Task instructions: State how many lines of the entries hold the string "ParentNotFound". Reply with the number alone.

(Provided data begins)

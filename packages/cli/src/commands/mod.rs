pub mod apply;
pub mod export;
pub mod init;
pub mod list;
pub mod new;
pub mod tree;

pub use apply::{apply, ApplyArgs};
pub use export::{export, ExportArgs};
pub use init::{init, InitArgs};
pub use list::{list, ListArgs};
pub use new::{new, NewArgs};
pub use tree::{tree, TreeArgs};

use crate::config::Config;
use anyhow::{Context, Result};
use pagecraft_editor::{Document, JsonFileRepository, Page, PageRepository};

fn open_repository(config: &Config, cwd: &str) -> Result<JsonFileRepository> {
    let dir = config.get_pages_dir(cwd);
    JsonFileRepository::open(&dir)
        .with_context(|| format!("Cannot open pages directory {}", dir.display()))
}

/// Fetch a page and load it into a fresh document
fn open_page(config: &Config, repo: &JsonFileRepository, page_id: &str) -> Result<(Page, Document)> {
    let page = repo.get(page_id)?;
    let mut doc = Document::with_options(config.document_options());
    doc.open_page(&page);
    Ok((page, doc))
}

(Provided data ends)
(Provided data begins)

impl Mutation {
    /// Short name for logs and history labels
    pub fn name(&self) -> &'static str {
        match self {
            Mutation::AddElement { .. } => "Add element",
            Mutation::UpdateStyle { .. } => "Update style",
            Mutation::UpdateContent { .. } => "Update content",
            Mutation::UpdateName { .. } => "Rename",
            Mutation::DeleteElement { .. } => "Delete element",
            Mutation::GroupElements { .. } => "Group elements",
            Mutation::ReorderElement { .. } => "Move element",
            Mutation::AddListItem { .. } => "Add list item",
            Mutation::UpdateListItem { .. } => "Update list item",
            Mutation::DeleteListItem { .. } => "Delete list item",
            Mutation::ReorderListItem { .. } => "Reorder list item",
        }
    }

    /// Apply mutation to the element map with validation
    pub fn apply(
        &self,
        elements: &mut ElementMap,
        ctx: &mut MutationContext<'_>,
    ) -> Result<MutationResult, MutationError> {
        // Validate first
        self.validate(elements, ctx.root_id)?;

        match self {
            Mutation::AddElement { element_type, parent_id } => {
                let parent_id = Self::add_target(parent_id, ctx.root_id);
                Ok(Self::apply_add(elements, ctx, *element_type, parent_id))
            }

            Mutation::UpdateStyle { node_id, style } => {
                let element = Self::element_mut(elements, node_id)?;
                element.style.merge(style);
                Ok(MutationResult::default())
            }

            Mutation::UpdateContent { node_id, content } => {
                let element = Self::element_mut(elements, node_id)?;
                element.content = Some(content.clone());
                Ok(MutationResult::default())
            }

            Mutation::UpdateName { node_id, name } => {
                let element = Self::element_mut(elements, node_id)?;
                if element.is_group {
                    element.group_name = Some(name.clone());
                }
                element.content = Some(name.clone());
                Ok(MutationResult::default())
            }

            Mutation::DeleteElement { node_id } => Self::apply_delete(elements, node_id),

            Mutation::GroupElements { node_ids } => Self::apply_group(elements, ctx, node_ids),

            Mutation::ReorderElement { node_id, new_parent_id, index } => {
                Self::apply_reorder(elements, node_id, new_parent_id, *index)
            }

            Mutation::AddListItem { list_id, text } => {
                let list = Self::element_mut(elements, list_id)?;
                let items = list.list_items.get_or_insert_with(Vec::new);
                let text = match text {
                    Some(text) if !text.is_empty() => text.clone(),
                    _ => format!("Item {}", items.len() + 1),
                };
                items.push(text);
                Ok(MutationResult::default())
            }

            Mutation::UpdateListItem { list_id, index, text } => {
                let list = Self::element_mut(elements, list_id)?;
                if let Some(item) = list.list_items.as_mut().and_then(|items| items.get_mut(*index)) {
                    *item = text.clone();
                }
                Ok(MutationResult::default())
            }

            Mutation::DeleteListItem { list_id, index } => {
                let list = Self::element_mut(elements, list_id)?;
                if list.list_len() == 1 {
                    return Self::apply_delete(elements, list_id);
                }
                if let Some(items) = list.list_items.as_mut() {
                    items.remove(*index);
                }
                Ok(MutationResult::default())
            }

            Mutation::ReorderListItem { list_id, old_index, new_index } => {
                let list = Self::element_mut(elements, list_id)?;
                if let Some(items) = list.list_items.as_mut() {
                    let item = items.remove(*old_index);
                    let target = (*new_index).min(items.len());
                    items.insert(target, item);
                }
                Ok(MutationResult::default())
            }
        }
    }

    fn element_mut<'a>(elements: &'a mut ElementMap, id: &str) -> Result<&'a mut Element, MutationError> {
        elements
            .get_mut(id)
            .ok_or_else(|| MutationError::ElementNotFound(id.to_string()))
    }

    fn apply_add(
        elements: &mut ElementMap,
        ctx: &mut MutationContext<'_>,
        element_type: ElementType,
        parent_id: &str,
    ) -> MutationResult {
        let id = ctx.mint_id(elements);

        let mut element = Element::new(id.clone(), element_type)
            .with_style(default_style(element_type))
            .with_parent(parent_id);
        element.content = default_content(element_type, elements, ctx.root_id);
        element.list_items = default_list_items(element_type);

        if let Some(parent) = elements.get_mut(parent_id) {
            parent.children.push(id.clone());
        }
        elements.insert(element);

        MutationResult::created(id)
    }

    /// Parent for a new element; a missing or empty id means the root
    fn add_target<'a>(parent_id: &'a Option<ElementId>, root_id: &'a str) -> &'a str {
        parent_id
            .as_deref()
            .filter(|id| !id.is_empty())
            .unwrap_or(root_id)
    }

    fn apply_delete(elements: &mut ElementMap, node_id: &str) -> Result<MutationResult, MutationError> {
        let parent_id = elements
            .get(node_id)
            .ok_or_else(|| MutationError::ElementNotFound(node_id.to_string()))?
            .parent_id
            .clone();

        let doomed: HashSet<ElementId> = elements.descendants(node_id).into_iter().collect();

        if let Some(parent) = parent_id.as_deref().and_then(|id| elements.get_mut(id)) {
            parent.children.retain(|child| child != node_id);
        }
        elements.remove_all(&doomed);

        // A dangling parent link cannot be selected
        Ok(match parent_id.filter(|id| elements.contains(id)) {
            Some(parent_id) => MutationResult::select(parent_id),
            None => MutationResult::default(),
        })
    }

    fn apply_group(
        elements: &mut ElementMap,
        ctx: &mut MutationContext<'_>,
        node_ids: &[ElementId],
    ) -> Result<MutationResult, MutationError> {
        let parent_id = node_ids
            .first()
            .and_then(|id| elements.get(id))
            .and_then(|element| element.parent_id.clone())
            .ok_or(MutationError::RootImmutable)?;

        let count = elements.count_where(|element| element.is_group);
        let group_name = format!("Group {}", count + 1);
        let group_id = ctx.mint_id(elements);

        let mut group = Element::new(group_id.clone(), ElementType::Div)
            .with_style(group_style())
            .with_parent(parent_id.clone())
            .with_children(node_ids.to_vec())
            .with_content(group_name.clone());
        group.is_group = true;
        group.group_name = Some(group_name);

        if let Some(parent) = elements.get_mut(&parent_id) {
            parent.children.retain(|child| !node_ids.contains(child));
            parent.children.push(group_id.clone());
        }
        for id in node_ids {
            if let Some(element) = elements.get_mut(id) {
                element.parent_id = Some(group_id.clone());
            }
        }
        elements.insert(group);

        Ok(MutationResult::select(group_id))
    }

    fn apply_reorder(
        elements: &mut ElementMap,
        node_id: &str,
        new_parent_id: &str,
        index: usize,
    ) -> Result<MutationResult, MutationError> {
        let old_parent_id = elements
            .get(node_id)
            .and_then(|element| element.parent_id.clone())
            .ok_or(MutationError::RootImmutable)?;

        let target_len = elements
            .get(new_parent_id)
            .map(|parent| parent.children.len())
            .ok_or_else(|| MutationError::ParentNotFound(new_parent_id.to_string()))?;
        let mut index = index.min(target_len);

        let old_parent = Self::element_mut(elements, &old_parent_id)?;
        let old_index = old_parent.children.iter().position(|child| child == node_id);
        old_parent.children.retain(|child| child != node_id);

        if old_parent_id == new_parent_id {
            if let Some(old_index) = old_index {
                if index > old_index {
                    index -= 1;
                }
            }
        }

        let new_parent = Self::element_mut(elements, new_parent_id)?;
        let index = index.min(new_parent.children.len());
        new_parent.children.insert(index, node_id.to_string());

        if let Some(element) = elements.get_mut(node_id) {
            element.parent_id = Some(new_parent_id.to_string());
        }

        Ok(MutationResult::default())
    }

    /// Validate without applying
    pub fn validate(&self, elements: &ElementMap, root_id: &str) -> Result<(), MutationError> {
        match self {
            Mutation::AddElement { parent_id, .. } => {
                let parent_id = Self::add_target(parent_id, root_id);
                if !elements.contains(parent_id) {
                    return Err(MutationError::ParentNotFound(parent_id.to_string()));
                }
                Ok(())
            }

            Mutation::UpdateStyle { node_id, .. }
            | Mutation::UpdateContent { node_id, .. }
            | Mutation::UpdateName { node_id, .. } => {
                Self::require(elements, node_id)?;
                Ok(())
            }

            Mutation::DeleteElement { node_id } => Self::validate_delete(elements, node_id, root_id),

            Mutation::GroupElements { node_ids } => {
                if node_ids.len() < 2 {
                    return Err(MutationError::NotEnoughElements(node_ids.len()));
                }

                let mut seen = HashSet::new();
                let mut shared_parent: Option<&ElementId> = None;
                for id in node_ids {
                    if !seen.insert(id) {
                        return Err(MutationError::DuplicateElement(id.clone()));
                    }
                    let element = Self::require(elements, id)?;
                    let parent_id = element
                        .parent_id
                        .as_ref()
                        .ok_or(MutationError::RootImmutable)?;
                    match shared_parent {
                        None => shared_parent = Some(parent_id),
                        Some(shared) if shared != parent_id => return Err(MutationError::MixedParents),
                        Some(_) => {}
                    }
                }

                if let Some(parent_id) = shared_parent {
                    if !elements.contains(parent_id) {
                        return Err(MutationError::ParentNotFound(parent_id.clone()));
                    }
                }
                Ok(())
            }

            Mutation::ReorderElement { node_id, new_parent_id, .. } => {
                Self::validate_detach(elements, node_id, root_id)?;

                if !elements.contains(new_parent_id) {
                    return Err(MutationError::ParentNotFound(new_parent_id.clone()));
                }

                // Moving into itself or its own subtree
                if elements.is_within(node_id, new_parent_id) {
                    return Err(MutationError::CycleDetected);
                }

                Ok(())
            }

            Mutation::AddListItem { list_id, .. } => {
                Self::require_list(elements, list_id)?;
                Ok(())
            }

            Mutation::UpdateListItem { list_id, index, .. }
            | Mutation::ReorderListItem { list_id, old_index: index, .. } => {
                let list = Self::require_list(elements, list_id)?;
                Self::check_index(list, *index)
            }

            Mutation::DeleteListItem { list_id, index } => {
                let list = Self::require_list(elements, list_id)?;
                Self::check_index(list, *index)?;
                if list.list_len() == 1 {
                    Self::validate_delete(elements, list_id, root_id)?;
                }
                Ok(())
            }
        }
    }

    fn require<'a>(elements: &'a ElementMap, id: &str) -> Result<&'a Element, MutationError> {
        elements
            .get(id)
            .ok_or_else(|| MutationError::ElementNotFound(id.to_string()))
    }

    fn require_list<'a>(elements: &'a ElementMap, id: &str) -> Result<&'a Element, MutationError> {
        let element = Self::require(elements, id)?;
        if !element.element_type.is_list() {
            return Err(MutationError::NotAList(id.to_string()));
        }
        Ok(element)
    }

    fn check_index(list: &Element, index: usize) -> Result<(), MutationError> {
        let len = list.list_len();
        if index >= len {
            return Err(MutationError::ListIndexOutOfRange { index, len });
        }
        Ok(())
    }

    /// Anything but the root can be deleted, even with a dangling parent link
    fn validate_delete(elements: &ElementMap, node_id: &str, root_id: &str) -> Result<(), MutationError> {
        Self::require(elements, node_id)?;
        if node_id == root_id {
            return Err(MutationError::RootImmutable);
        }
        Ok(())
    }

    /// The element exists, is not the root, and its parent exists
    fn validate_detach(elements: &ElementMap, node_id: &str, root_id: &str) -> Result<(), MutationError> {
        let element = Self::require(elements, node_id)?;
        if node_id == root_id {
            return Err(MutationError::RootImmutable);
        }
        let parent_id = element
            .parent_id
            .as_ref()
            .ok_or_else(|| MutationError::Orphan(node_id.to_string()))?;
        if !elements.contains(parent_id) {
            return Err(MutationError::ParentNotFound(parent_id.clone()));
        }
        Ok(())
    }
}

(Provided data ends)

Exercise result: 5